# Task objective
Repeat the lines below exactly as written, please, from the line with "self.link(topic, topic)" to the line with "let resolution = self.resolver.resolve(topic);", both lines included, and no others.

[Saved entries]
────────────────

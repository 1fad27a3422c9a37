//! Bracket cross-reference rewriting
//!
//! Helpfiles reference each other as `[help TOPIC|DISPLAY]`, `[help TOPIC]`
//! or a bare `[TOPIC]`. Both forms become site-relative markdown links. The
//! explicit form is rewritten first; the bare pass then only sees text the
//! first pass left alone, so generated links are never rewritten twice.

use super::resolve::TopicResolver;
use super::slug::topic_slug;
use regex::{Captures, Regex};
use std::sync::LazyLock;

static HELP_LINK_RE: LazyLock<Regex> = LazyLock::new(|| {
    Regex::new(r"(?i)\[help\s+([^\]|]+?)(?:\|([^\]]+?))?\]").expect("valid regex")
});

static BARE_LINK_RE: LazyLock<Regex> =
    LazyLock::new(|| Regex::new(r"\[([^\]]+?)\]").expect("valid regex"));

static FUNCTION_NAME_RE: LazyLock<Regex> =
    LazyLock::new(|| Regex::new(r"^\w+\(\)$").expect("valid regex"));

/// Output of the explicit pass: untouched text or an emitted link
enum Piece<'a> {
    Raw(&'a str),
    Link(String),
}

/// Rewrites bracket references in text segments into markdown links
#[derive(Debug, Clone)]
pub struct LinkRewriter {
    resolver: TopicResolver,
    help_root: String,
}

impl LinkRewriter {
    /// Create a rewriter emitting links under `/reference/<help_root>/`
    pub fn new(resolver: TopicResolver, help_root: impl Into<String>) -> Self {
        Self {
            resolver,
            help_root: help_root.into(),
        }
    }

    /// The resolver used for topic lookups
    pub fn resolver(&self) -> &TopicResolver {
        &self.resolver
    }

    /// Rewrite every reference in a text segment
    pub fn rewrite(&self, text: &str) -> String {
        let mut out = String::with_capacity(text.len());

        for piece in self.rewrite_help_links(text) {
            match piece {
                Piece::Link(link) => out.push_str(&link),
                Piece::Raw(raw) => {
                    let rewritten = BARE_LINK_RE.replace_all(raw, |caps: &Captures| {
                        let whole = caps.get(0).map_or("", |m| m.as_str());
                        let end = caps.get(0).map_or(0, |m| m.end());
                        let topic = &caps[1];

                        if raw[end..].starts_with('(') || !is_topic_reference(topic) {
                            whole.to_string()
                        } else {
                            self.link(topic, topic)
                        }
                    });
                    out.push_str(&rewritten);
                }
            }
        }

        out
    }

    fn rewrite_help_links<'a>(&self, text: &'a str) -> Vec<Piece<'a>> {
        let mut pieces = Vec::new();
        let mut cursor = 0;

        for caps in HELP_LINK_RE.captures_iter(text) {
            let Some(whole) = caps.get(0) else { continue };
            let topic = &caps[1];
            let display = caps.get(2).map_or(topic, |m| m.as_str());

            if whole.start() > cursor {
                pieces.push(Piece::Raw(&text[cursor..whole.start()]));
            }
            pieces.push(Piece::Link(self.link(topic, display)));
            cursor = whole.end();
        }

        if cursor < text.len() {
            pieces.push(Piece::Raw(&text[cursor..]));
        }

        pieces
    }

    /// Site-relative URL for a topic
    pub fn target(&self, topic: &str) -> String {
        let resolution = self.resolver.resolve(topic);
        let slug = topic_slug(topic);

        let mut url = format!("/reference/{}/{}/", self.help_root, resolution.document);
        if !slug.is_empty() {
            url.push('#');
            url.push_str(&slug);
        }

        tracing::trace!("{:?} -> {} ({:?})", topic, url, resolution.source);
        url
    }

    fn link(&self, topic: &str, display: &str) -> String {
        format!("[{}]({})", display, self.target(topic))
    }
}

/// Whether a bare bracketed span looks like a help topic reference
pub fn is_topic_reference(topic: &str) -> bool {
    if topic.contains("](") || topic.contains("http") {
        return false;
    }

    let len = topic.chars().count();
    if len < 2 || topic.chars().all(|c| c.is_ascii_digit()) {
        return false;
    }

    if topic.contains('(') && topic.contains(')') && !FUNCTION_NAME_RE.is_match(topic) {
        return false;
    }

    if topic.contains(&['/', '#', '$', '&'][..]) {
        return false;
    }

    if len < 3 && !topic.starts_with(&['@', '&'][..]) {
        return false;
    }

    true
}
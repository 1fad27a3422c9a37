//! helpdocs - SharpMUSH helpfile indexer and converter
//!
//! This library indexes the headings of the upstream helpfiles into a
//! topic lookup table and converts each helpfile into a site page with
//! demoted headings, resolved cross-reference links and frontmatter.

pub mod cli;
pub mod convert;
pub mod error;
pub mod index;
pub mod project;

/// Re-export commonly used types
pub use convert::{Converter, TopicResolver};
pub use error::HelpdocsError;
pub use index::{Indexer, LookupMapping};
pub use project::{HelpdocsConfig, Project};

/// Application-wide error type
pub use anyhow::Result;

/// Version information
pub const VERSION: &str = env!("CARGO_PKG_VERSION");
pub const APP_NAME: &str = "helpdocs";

────────────────

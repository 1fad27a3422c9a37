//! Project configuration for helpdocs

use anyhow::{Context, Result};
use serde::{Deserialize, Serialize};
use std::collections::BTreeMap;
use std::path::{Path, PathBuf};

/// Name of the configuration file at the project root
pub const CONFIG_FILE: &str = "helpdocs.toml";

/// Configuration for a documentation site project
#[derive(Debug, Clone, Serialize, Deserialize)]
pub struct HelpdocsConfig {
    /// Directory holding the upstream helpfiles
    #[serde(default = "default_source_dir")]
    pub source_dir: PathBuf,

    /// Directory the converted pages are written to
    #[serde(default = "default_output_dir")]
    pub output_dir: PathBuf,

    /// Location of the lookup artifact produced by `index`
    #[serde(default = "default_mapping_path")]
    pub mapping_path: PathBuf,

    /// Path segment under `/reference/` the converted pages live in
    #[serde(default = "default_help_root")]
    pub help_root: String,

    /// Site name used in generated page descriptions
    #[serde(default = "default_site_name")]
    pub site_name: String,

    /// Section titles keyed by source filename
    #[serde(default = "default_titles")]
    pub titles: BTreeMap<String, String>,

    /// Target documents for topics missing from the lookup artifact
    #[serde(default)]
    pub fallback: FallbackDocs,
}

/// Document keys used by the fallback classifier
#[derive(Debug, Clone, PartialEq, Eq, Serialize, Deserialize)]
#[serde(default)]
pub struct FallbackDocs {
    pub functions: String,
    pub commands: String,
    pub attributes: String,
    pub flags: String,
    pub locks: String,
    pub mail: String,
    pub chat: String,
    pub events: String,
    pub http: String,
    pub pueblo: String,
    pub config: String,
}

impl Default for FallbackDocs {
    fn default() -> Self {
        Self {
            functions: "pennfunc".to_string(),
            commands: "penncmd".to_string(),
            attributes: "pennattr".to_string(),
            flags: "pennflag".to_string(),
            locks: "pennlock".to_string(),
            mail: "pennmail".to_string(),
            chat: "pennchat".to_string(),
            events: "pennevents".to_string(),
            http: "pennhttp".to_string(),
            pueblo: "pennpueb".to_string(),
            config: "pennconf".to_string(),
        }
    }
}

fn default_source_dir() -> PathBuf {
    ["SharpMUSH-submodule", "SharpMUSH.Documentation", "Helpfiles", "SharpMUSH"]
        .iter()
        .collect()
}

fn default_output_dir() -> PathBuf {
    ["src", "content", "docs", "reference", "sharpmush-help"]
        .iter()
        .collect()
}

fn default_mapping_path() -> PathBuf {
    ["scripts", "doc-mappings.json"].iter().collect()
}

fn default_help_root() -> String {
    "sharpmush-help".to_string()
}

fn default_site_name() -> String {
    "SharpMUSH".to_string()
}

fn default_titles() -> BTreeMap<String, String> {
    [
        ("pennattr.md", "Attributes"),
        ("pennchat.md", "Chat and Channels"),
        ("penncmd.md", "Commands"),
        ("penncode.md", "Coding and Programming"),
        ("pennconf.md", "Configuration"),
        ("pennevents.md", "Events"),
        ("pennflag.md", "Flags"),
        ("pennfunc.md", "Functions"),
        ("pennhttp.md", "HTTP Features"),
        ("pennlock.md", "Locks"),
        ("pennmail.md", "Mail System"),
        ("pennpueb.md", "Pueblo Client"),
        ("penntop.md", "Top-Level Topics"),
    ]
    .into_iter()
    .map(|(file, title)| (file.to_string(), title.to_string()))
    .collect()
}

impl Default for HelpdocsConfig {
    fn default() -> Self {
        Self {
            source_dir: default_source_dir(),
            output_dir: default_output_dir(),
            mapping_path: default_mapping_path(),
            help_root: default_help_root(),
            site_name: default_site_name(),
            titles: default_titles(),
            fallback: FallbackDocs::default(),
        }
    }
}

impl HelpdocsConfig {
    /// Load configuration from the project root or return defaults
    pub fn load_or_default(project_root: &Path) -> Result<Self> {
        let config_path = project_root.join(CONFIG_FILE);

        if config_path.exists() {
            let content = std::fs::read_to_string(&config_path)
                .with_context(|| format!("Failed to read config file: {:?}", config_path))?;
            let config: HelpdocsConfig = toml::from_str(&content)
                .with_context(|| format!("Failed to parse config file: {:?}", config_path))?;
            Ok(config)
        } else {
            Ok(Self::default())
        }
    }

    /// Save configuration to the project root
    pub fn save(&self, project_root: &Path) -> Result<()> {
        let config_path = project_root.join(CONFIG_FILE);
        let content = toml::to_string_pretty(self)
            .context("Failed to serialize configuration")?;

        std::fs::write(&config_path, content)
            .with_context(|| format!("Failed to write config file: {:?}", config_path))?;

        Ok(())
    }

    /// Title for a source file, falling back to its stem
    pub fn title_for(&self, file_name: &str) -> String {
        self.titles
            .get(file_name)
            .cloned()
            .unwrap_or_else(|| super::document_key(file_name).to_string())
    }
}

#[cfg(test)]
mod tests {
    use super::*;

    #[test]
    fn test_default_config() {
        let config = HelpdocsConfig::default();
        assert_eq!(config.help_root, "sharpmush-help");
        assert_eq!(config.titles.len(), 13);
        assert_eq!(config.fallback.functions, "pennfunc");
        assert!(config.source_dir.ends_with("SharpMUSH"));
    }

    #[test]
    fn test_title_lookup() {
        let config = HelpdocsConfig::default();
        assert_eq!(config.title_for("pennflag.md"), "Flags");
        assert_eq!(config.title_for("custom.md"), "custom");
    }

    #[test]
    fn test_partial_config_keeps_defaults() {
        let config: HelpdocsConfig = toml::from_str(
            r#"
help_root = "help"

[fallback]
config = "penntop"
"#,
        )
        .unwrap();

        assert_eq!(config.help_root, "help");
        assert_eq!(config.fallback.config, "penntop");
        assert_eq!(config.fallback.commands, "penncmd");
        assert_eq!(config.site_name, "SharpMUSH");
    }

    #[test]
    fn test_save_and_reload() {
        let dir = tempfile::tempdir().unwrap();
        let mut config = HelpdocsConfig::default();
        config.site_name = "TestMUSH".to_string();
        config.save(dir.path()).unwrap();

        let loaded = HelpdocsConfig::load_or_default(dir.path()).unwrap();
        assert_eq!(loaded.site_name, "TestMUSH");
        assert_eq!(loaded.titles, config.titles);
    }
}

────────────────

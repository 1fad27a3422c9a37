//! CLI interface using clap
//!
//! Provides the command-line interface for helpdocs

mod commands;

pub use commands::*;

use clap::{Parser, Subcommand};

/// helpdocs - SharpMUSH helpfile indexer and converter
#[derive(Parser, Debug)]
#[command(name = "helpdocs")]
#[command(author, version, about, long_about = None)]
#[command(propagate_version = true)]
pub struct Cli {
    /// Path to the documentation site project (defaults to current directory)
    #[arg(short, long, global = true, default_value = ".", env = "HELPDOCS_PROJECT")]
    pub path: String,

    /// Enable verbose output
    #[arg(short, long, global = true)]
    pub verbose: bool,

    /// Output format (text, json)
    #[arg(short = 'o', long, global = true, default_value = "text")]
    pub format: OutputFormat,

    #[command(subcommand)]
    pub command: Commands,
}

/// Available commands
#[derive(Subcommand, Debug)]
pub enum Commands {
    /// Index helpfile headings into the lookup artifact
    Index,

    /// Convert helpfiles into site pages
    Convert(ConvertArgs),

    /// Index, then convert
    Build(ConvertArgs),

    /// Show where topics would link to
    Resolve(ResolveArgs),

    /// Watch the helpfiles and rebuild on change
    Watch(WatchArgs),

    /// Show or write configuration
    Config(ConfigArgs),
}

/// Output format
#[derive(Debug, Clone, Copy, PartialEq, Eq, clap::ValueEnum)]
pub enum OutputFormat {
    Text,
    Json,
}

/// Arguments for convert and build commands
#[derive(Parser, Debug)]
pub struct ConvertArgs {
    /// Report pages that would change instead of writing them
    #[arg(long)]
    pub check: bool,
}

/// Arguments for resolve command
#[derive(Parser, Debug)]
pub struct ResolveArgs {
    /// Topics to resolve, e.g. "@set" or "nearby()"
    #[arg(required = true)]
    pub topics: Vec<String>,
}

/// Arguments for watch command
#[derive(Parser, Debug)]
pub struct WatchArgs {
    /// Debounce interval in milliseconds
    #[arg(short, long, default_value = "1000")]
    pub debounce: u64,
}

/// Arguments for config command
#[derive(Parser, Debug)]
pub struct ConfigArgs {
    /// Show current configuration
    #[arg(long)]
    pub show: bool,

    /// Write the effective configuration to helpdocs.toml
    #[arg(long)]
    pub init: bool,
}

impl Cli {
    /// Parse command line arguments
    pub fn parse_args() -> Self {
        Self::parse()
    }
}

────────────────

# Response to this task
                            self.link(topic, topic)
                        }
                    });
                    out.push_str(&rewritten);
                }
            }
        }

        out
    }

    fn rewrite_help_links<'a>(&self, text: &'a str) -> Vec<Piece<'a>> {
        let mut pieces = Vec::new();
        let mut cursor = 0;

        for caps in HELP_LINK_RE.captures_iter(text) {
            let Some(whole) = caps.get(0) else { continue };
            let topic = &caps[1];
            let display = caps.get(2).map_or(topic, |m| m.as_str());

            if whole.start() > cursor {
                pieces.push(Piece::Raw(&text[cursor..whole.start()]));
            }
            pieces.push(Piece::Link(self.link(topic, display)));
            cursor = whole.end();
        }

        if cursor < text.len() {
            pieces.push(Piece::Raw(&text[cursor..]));
        }

        pieces
    }

    /// Site-relative URL for a topic
    pub fn target(&self, topic: &str) -> String {
        let resolution = self.resolver.resolve(topic);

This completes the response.